Please take the entries below from the first line through the line containing "the directory itself." and repeat them exactly, leaving out everything after.

__PROVIDED DATA__.
# # # #
//! Quest graphs, guards, prerequisites, and durable player state.
//!
//! A quest is a static directed graph; play is a walk over it, recorded in
//! [`PlayerQuestState`]. Connections carry guard payloads over the hero's
//! world flags and effect payloads that mutate them. Payload and sub-state
//! decoding is deliberately lossy: stored data that does not match the
//! expected shape degrades to documented defaults instead of failing hard,
//! while explicit `has`/`missing` guard entries fail closed.

mod graph;
mod payload;
mod prereq;
mod state;

pub use graph::{
    ConnectionId, ConnectionKind, NodeId, NodeKind, QuestCatalog, QuestChain, QuestConnection,
    QuestDefinition, QuestId, QuestNode, UserId,
};
pub use payload::{
    ConnectionConditions, ConnectionEffects, ConnectionPayload, FlagGuard, FlagValue,
    GuardViolation, NodePayload, WorldFlagEffects, WorldFlags,
};
pub use prereq::{LockedReason, QuestPrereqs};
pub use state::{
    ActiveEncounter, EncounterPhase, HeroDebuff, PlayerQuestState, QuestProgressState, QuestStatus,
};
//! # Address Space (i386, page-directory rooted)
//!
//! An [`AddressSpace`] is one page directory plus everything reachable from it.
//! The handle only stores the directory frame; all work goes through the
//! shared [`Paging`] context.
//!
//! ## Layout of a fresh address space
//!
//! - Directory slot 0 references a page table that identity-maps the shared
//!   region (`shared_size` bytes from address 0), present/writable/privileged.
//! - In [`PagingMode::Recursive`], slot 1023 references the directory itself.
//! - Every other slot is not present (and carries the writable marker).
//!
//! ## Safety
//!
//! - Mutating active mappings requires TLB maintenance; [`AddressSpace::free_page`]
//!   reloads CR3 after clearing an entry.

use crate::addresses::{FrameNumber, PhysicalAddress, VirtualAddress, VirtualPage};
use crate::frame_pool::FramePool;
use crate::mmu::Mmu;
use crate::page_table::pd::{DirIndex, PageDirectory, PdEntry};
use crate::page_table::pt::{PageTable, PtEntry, TableIndex};
use crate::page_table::split_indices;
use crate::paging::{Paging, PagingError, PagingMode};
use crate::recursive::RECURSIVE_SLOT;
use crate::PageEntryBits;
use kernel_registers::cr3::Cr3;
use kernel_sync::IrqGuard;
use log::{info, trace};

/// Handle to a single, concrete address space.
#[derive(Debug, Clone, PartialEq, Eq)]
pub struct AddressSpace {
    directory: FrameNumber,
}

impl AddressSpace {
    /// Build a new address space before paging is enabled.
    ///
    /// Takes the directory frame from the kernel pool and the shared page
    /// table from the process pool ([`PagingMode::Recursive`]) or the kernel
    /// pool ([`PagingMode::Identity`]).
    ///
    /// # Errors
    /// - [`PagingError::AlreadyEnabled`] once paging is on; frames can then
    ///   no longer be written through their physical address.
    /// - [`PagingError::FramePool`] if a pool runs dry.
    pub fn new<K: FramePool, P: FramePool, M: Mmu>(
        paging: &mut Paging<K, P, M>,
    ) -> Result<Self, PagingError> {
        if paging.is_enabled() {
            return Err(PagingError::AlreadyEnabled);
        }
        let _irq = IrqGuard::<M::Interrupts>::new();

        let directory_frame = paging.kernel_pool.get_frames(1)?;
        let table_frame = match paging.config.mode {
            PagingMode::Recursive => paging.process_pool.get_frames(1)?,
            PagingMode::Identity => paging.kernel_pool.get_frames(1)?,
        };

        let shared_pages = paging.config.shared_pages();
        let table: &mut PageTable = unsafe { paging.physical_mut(table_frame) };
        for i in 0..crate::page_table::ENTRIES_PER_TABLE as u16 {
            let entry = if u32::from(i) < shared_pages {
                PtEntry::make_page(FrameNumber::new(u32::from(i)), PageEntryBits::kernel_rw())
            } else {
                PtEntry::absent(PageEntryBits::absent_rw())
            };
            table.set(TableIndex::new(i), entry);
        }

        let directory: &mut PageDirectory = unsafe { paging.physical_mut(directory_frame) };
        directory.fill(PdEntry::absent(PageEntryBits::absent_rw()));
        directory.set(
            DirIndex::new(0),
            PdEntry::make_table(table_frame, PageEntryBits::kernel_rw()),
        );
        if paging.config.mode == PagingMode::Recursive {
            directory.set(
                RECURSIVE_SLOT,
                PdEntry::make_table(directory_frame, PageEntryBits::kernel_rw()),
            );
        }

        info!("Constructed page table object: directory {directory_frame}, shared table {table_frame}");
        Ok(Self {
            directory: directory_frame,
        })
    }

    /// Physical frame of the page directory.
    #[inline]
    #[must_use]
    pub const fn directory_frame(&self) -> FrameNumber {
        self.directory
    }

    #[inline]
    #[must_use]
    pub const fn directory_address(&self) -> PhysicalAddress {
        self.directory.base()
    }

    /// Whether this is the address space currently loaded into CR3.
    #[inline]
    #[must_use]
    pub fn is_current<K, P, M>(&self, paging: &Paging<K, P, M>) -> bool {
        paging.current == Some(self.directory)
    }

    /// Make this the current address space by loading its directory into CR3.
    ///
    /// Reloading the active space is how stale translations get flushed.
    pub fn load<K: FramePool, P: FramePool, M: Mmu>(&self, paging: &mut Paging<K, P, M>) {
        unsafe { paging.mmu.write_cr3(Cr3::from_directory(self.directory)) };
        if paging.current.replace(self.directory) == Some(self.directory) {
            trace!("Reloaded page directory {}", self.directory);
        } else {
            info!("Loaded page table: directory {}", self.directory);
        }
    }

    /// Unmap `page` and return its frame to the process pool.
    ///
    /// Returns the released frame, or `None` if the page was never backed.
    /// The TLB is flushed after the entry is cleared.
    ///
    /// # Errors
    /// - [`PagingError::NotActive`] if this is not the current address space.
    /// - [`PagingError::PagingDisabled`] if the paging structures are not reachable.
    /// - [`PagingError::FramePool`] if the process pool rejects the frame.
    pub fn free_page<K: FramePool, P: FramePool, M: Mmu>(
        &self,
        paging: &mut Paging<K, P, M>,
        page: VirtualPage,
    ) -> Result<Option<FrameNumber>, PagingError> {
        let _irq = IrqGuard::<M::Interrupts>::new();
        let root = self.reachable_root(paging)?;

        let (dir, index) = split_indices(page.base());
        let directory = unsafe { paging.directory_mut(root) };
        let Some(table) = (unsafe { paging.table_mut(dir, directory.get(dir)) }) else {
            return Ok(None);
        };
        let entry = table.get(index);
        let Some((frame, _)) = entry.page() else {
            return Ok(None);
        };

        paging.process_pool.release_frames(frame)?;
        table.set(index, entry.cleared());
        self.load(paging);

        trace!("Freed page {} (frame {frame})", page.base());
        Ok(Some(frame))
    }

    /// Translate `address` through this address space.
    ///
    /// # Errors
    /// Same as [`AddressSpace::free_page`], minus pool errors.
    pub fn query<K: FramePool, P: FramePool, M: Mmu>(
        &self,
        paging: &Paging<K, P, M>,
        address: VirtualAddress,
    ) -> Result<Option<PhysicalAddress>, PagingError> {
        self.reachable_root(paging)?;
        Ok(paging.translate(address))
    }

    fn reachable_root<K: FramePool, P: FramePool, M: Mmu>(
        &self,
        paging: &Paging<K, P, M>,
    ) -> Result<FrameNumber, PagingError> {
        if !self.is_current(paging) {
            return Err(PagingError::NotActive(self.directory));
        }
        paging.reachable_root().ok_or(PagingError::PagingDisabled)
    }
}
use crate::{PAGE_OFFSET_MASK, PAGE_SHIFT, PAGE_SIZE, VirtualAddress};
use core::fmt;

/// Virtual memory page.
///
/// A `VirtualPage` represents the **page-aligned base** of a 4 KiB virtual
/// page. Its [`number`](Self::number) is the 20-bit virtual page number that
/// the paging hardware splits into a directory and a table index.
///
/// ### Invariants
/// - The low 12 bits of the base are always zero (page aligned).
///
/// ### Examples
/// ```rust
/// # use kernel_memory_addresses::*;
/// let va = VirtualAddress::new(0x4000_0FFF);
/// let vp = va.page();
/// assert_eq!(vp.base().as_u32(), 0x4000_0000);
/// assert_eq!(vp.number(), 0x40000);
/// ```
#[repr(transparent)]
#[derive(Copy, Clone, Eq, PartialEq, Ord, PartialOrd, Hash)]
pub struct VirtualPage(VirtualAddress);

impl VirtualPage {
    /// The page containing `addr` (rounds down).
    #[inline]
    #[must_use]
    pub const fn containing(addr: VirtualAddress) -> Self {
        Self(VirtualAddress::new(addr.as_u32() & !PAGE_OFFSET_MASK))
    }

    /// Build a page from its virtual page number.
    #[inline]
    #[must_use]
    pub const fn from_number(number: u32) -> Self {
        debug_assert!(number <= u32::MAX >> PAGE_SHIFT);
        Self(VirtualAddress::new(number << PAGE_SHIFT))
    }

    #[inline]
    #[must_use]
    pub const fn base(self) -> VirtualAddress {
        self.0
    }

    /// Virtual page number (`base >> 12`).
    #[inline]
    #[must_use]
    pub const fn number(self) -> u32 {
        self.0.as_u32() >> PAGE_SHIFT
    }

    /// The following page.
    ///
    /// ### Debug assertions
    /// - Panics in debug builds when called on the last page of the address space.
    #[inline]
    #[must_use]
    pub const fn next(self) -> Self {
        Self(VirtualAddress::new(self.0.as_u32() + PAGE_SIZE))
    }

    /// The following page, or `None` past the end of the 4 GiB address space.
    #[inline]
    #[must_use]
    pub const fn checked_next(self) -> Option<Self> {
        match self.0.checked_add(PAGE_SIZE) {
            Some(v) => Some(Self(v)),
            None => None,
        }
    }
}

impl fmt::Display for VirtualPage {
    fn fmt(&self, f: &mut fmt::Formatter<'_>) -> fmt::Result {
        fmt::Display::fmt(&self.0, f)
    }
}

impl fmt::Debug for VirtualPage {
    fn fmt(&self, f: &mut fmt::Formatter<'_>) -> fmt::Result {
        write!(f, "VirtualPage({:#010X})", self.0.as_u32())
    }
}

impl TryFrom<VirtualAddress> for VirtualPage {
    type Error = VirtualAddress;

    /// Accepts only page-aligned addresses.
    fn try_from(value: VirtualAddress) -> Result<Self, Self::Error> {
        if value.is_page_aligned() {
            Ok(Self(value))
        } else {
            Err(value)
        }
    }
}
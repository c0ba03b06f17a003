#[cfg(all(feature = "asm", target_arch = "x86"))]
use crate::{LoadRegisterUnsafe, StoreRegisterUnsafe};
use bitfield_struct::bitfield;
use kernel_memory_addresses::{FrameNumber, PhysicalAddress};

/// CR3 — Page-Directory Base Register (32-bit, non-PAE paging).
///
/// Holds the physical base address of the page directory and cache-control
/// flags for directory walks. Writing CR3 also flushes every non-global TLB
/// entry, which is how the paging code invalidates stale translations.
#[bitfield(u32)]
#[derive(PartialEq, Eq)]
pub struct Cr3 {
    /// Bits 0–2 — Reserved (must be 0).
    #[bits(3)]
    pub reserved0: u8,

    /// Bit 3 — PWT: Page-level Write-Through for the directory.
    pub pwt: bool,

    /// Bit 4 — PCD: Page-level Cache Disable for the directory.
    pub pcd: bool,

    /// Bits 5–11 — Reserved (must be 0 when written).
    #[bits(7)]
    pub reserved1: u8,

    /// Bits 12–31 — Page directory frame number.
    ///
    /// To get the full physical address: `directory_base = frame << 12`.
    #[bits(20)]
    directory_frame: u32,
}

impl Cr3 {
    /// Create a `Cr3` value referencing the directory in `frame`.
    #[must_use]
    pub const fn from_directory(frame: FrameNumber) -> Self {
        Self::new().with_directory_frame(frame.as_u32())
    }

    /// Create a `Cr3` value from a directory physical base address.
    ///
    /// `directory` must be 4 KiB-aligned.
    #[must_use]
    pub fn from_directory_phys(directory: PhysicalAddress) -> Self {
        debug_assert!(
            directory.is_page_aligned(),
            "page directory base must be 4K-aligned"
        );
        Self::from_directory(directory.frame())
    }

    /// Frame number of the page directory.
    #[must_use]
    pub const fn directory(&self) -> FrameNumber {
        FrameNumber::new(self.directory_frame())
    }

    /// Return the full physical address of the page directory.
    #[must_use]
    pub const fn directory_phys(&self) -> PhysicalAddress {
        self.directory().base()
    }
}

#[cfg(all(feature = "asm", target_arch = "x86"))]
impl LoadRegisterUnsafe for Cr3 {
    unsafe fn load_unsafe() -> Self {
        let cr3: u32;
        unsafe {
            core::arch::asm!("mov {}, cr3", out(reg) cr3, options(nomem, nostack, preserves_flags));
        }
        Self::from_bits(cr3)
    }
}

#[cfg(all(feature = "asm", target_arch = "x86"))]
impl StoreRegisterUnsafe for Cr3 {
    unsafe fn store_unsafe(self) {
        let cr3 = self.into_bits();
        unsafe {
            core::arch::asm!("mov cr3, {}", in(reg) cr3, options(nostack, preserves_flags));
        }
    }
}
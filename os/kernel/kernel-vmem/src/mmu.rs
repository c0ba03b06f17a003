//! # MMU access
//!
//! Everything the paging code needs from the processor, behind one trait:
//! the three control registers, turning a virtual address
//! into a reference, and the interrupt flag. [`X86Mmu`] is the real thing on
//! 32-bit x86; [`SoftMmu`](crate::soft_mmu::SoftMmu) models it in software for
//! host tests.

use crate::addresses::VirtualAddress;
use kernel_registers::cr0::Cr0;
use kernel_registers::cr2::Cr2;
use kernel_registers::cr3::Cr3;
use kernel_sync::InterruptControl;

pub trait Mmu {
    /// Interrupt flag of the CPU this MMU belongs to.
    type Interrupts: InterruptControl;

    fn read_cr0(&self) -> Cr0;

    /// # Safety
    /// Setting or clearing `PG` changes the meaning of every address in use.
    /// The caller must have an identity-mapped execution context.
    unsafe fn write_cr0(&mut self, value: Cr0);

    /// Address of the most recent page fault.
    fn read_cr2(&self) -> Cr2;

    fn read_cr3(&self) -> Cr3;

    /// Install a new translation root. Flushes all non-global TLB entries.
    ///
    /// # Safety
    /// `value` must reference a valid page directory that keeps the running
    /// code and stack mapped.
    unsafe fn write_cr3(&mut self, value: Cr3);

    /// Turn a virtual address of the current address space into a reference.
    ///
    /// # Safety
    /// `va` must be mapped (or paging disabled and `va` backed by RAM), aligned
    /// for `T`, and `T` must fit in the page. The caller picks the lifetime
    /// and must not create aliasing mutable references.
    unsafe fn virt_to_mut<'a, T>(&self, va: VirtualAddress) -> &'a mut T;
}

/// The executing 32-bit x86 processor.
#[cfg(target_arch = "x86")]
#[derive(Debug)]
pub struct X86Mmu(());

#[cfg(target_arch = "x86")]
impl X86Mmu {
    /// # Safety
    /// Must run in ring 0; every method executes privileged instructions.
    #[must_use]
    pub const unsafe fn new() -> Self {
        Self(())
    }
}

#[cfg(target_arch = "x86")]
impl Mmu for X86Mmu {
    type Interrupts = kernel_sync::CpuInterrupts;

    #[inline]
    fn read_cr0(&self) -> Cr0 {
        use kernel_registers::LoadRegisterUnsafe;
        unsafe { Cr0::load_unsafe() }
    }

    #[inline]
    unsafe fn write_cr0(&mut self, value: Cr0) {
        use kernel_registers::StoreRegisterUnsafe;
        unsafe { value.store_unsafe() }
    }

    #[inline]
    fn read_cr2(&self) -> Cr2 {
        use kernel_registers::LoadRegisterUnsafe;
        unsafe { Cr2::load_unsafe() }
    }

    #[inline]
    fn read_cr3(&self) -> Cr3 {
        use kernel_registers::LoadRegisterUnsafe;
        unsafe { Cr3::load_unsafe() }
    }

    #[inline]
    unsafe fn write_cr3(&mut self, value: Cr3) {
        use kernel_registers::StoreRegisterUnsafe;
        unsafe { value.store_unsafe() }
    }

    #[inline]
    unsafe fn virt_to_mut<'a, T>(&self, va: VirtualAddress) -> &'a mut T {
        debug_assert!(va.as_u32() as usize % align_of::<T>() == 0);
        unsafe { &mut *(va.as_u32() as usize as *mut T) }
    }
}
# # # #
__ANSWER FOR THE TASK__.
//! Quest graphs, guards, prerequisites, and durable player state.
//!
//! A quest is a static directed graph; play is a walk over it, recorded in
//! [`PlayerQuestState`]. Connections carry guard payloads over the hero's
//! world flags and effect payloads that mutate them. Payload and sub-state
//! decoding is deliberately lossy: stored data that does not match the
//! expected shape degrades to documented defaults instead of failing hard,
//! while explicit `has`/`missing` guard entries fail closed.

mod graph;
mod payload;
mod prereq;
mod state;

pub use graph::{
    ConnectionId, ConnectionKind, NodeId, NodeKind, QuestCatalog, QuestChain, QuestConnection,
    QuestDefinition, QuestId, QuestNode, UserId,
};
pub use payload::{
    ConnectionConditions, ConnectionEffects, ConnectionPayload, FlagGuard, FlagValue,
    GuardViolation, NodePayload, WorldFlagEffects, WorldFlags,
};
pub use prereq::{LockedReason, QuestPrereqs};
pub use state::{
    ActiveEncounter, EncounterPhase, HeroDebuff, PlayerQuestState, QuestProgressState, QuestStatus,
};
//! # Address Space (i386, page-directory rooted)
//!
//! An [`AddressSpace`] is one page directory plus everything reachable from it.
//! The handle only stores the directory frame; all work goes through the
//! shared [`Paging`] context.
//!
//! ## Layout of a fresh address space
//!
//! - Directory slot 0 references a page table that identity-maps the shared
//!   region (`shared_size` bytes from address 0), present/writable/privileged.
//! - In [`PagingMode::Recursive`], slot 1023 references the directory itself.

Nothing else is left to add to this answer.